On Almost Well-Covered Graphs of Girth at Least 6

TL;DR

This paper studies graphs that are nearly well-covered, specifically those with an independence gap of one and girth at least 6, providing structural insights and polynomial-time recognition algorithms for certain classes.

Contribution

It characterizes almost well-covered graphs of girth at least 6, identifies structural properties, and develops polynomial-time algorithms for recognizing specific subclasses.

Findings

Graphs of girth at least 6 have at most two vertices adjacent to exactly two leaves.

Characterizations for graphs with one or two such vertices are provided.
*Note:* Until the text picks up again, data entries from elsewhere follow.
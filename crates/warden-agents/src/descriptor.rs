use serde::{Deserialize, Serialize};
use warden_core::{ExecutionContext, WardenError, WardenResult};

/// Lowest (earliest-running) priority an agent may declare.
pub const MIN_PRIORITY: u16 = 1;
/// Highest (latest-running) priority an agent may declare.
pub const MAX_PRIORITY: u16 = 1000;

/// Broad area an agent analyzes.
#[derive(Debug, Clone, Copy, PartialEq, Eq, Hash, Serialize, Deserialize)]
#[serde(rename_all = "lowercase")]
pub enum AgentCategory {
    /// Threat modeling (STRIDE and similar).
    Threat,
    /// Vulnerability scanning.
    Vulnerability,
    /// Regulatory and standards compliance.
    Compliance,
    /// Architecture and design review.
    Architecture,
}

impl std::fmt::Display for AgentCategory {
    fn fmt(&self, f: &mut std::fmt::Formatter<'_>) -> std::fmt::Result {
        let s = match self {
            AgentCategory::Threat => "threat",
            AgentCategory::Vulnerability => "vulnerability",
            AgentCategory::Compliance => "compliance",
            AgentCategory::Architecture => "architecture",
        };
        f.write_str(s)
    }
}

/// Inputs an agent needs before it can run.
#[derive(Debug, Clone, Copy, Default, PartialEq, Eq, Serialize, Deserialize)]
pub struct AgentRequirements {
    /// The context must carry non-empty input text.
    #[serde(default)]
    pub needs_document: bool,
    /// The context must carry structured input.
    #[serde(default)]
    pub needs_structured_input: bool,
}

impl AgentRequirements {
    /// Fails with [`WardenError::ContextRequirement`] when the context lacks a required input.
    pub fn check(&self, agent: &str, ctx: &ExecutionContext) -> WardenResult<()> {
        if self.needs_document && !ctx.has_document() {
            return Err(WardenError::ContextRequirement {
                agent: agent.to_string(),
                reason: "no document text in context".into(),
            });
        }
        if self.needs_structured_input && !ctx.has_structured_input() {
            return Err(WardenError::ContextRequirement {
                agent: agent.to_string(),
                reason: "no structured input in context".into(),
            });
        }
        Ok(())
    }

    /// Whether the context satisfies every requirement.
    pub fn is_met(&self, ctx: &ExecutionContext) -> bool {
        self.check("", ctx).is_ok()
    }
}

/// Static metadata describing a registered agent.
#[derive(Debug, Clone, PartialEq, Serialize, Deserialize)]
pub struct AgentDescriptor {
    /// Unique registry name.
    pub name: String,
    /// Agent version, reported in provenance.
    pub version: String,
    /// One-line description.
    pub description: String,
    /// Kind of analysis the agent performs.
    pub category: AgentCategory,
    /// 1..=1000, lower runs earlier.
    pub priority: u16,
    /// What the context must contain for the agent to run.
    #[serde(default)]
    pub requirements: AgentRequirements,
    /// Included when the orchestrator config names no agents.
    pub enabled_by_default: bool,
    /// Name the prior single-path implementation used for this analysis.
    #[serde(default)]
    pub legacy_alias: Option<String>,
}

impl AgentDescriptor {
    /// Create a descriptor with version 1.0.0 and priority 100.
    pub fn new(name: impl Into<String>, category: AgentCategory) -> Self {
        Self {
            name: name.into(),
            version: "1.0.0".to_string(),
            description: String::new(),
            category,
            priority: 100,
            requirements: AgentRequirements::default(),
            enabled_by_default: true,
            legacy_alias: None,
        }
    }

    /// Set the version.
    pub fn with_version(mut self, version: impl Into<String>) -> Self {
        self.version = version.into();
        self
    }

    /// Set the description.
    pub fn with_description(mut self, description: impl Into<String>) -> Self {
        self.description = description.into();
        self
    }

    /// Set the priority (1..=1000, lower runs earlier).
    pub fn with_priority(mut self, priority: u16) -> Self {
        self.priority = priority;
        self
    }

    /// Require input text.
    pub fn needs_document(mut self) -> Self {
        self.requirements.needs_document = true;
        self
    }

    /// Require structured input.
    pub fn needs_structured_input(mut self) -> Self {
        self.requirements.needs_structured_input = true;
        self
    }

    /// Exclude the agent from the default selection.
    pub fn disabled_by_default(mut self) -> Self {
        self.enabled_by_default = false;
        self
    }

    /// Also resolve the agent under an older name.
    pub fn with_legacy_alias(mut self, alias: impl Into<String>) -> Self {
        self.legacy_alias = Some(alias.into());
        self
    }

    /// Checked at registration.
    pub fn validate(&self) -> WardenResult<()> {
        if self.name.trim().is_empty() {
            return Err(WardenError::Validation("agent name must not be empty".into()));
        }
        if !(MIN_PRIORITY..=MAX_PRIORITY).contains(&self.priority) {
            return Err(WardenError::Validation(format!(
                "agent '{}' priority {} outside {MIN_PRIORITY}..={MAX_PRIORITY}",
                self.name, self.priority
            )));
        }
        if let Some(alias) = &self.legacy_alias {
            if alias.trim().is_empty() || alias == &self.name {
                return Err(WardenError::Validation(format!(
                    "agent '{}' has an invalid legacy alias",
                    self.name
                )));
            }
        }
        Ok(())
    }
}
Polynomial-time recognition algorithms are developed for certain graph classes.

Abstract

We consider a relaxation of the concept of well-covered graphs, which are graphs with all maximal independent sets of the same size. The extent to which a graph fails to be well-covered can be measured by its independence gap, defined as the difference between the maximum and minimum sizes of a maximal independent set in $G$. While the well-covered graphs are exactly the graphs of independence gap zero, we investigate in this paper graphs of independence gap one, which we also call almost well-covered graphs. Previous works due to Finbow et al. (1994) and Barbosa et al. (2013) have implications for the structure of almost well-covered graphs of girth at least $k$ for $k\in \{7,8\}$. We focus on almost well-covered graphs of girth at least $6$. We show that every graph in this class has at most two vertices each of which is adjacent to exactly $2$ leaves. We give efficiently testable characterizations of almost well-covered graphs of girth at least $6$ having exactly one or exactly two such vertices. Building on these results, we develop a polynomial-time recognition algorithm of almost well-covered $\{C_3,C_4,C_5,C_7\}$-free graphs.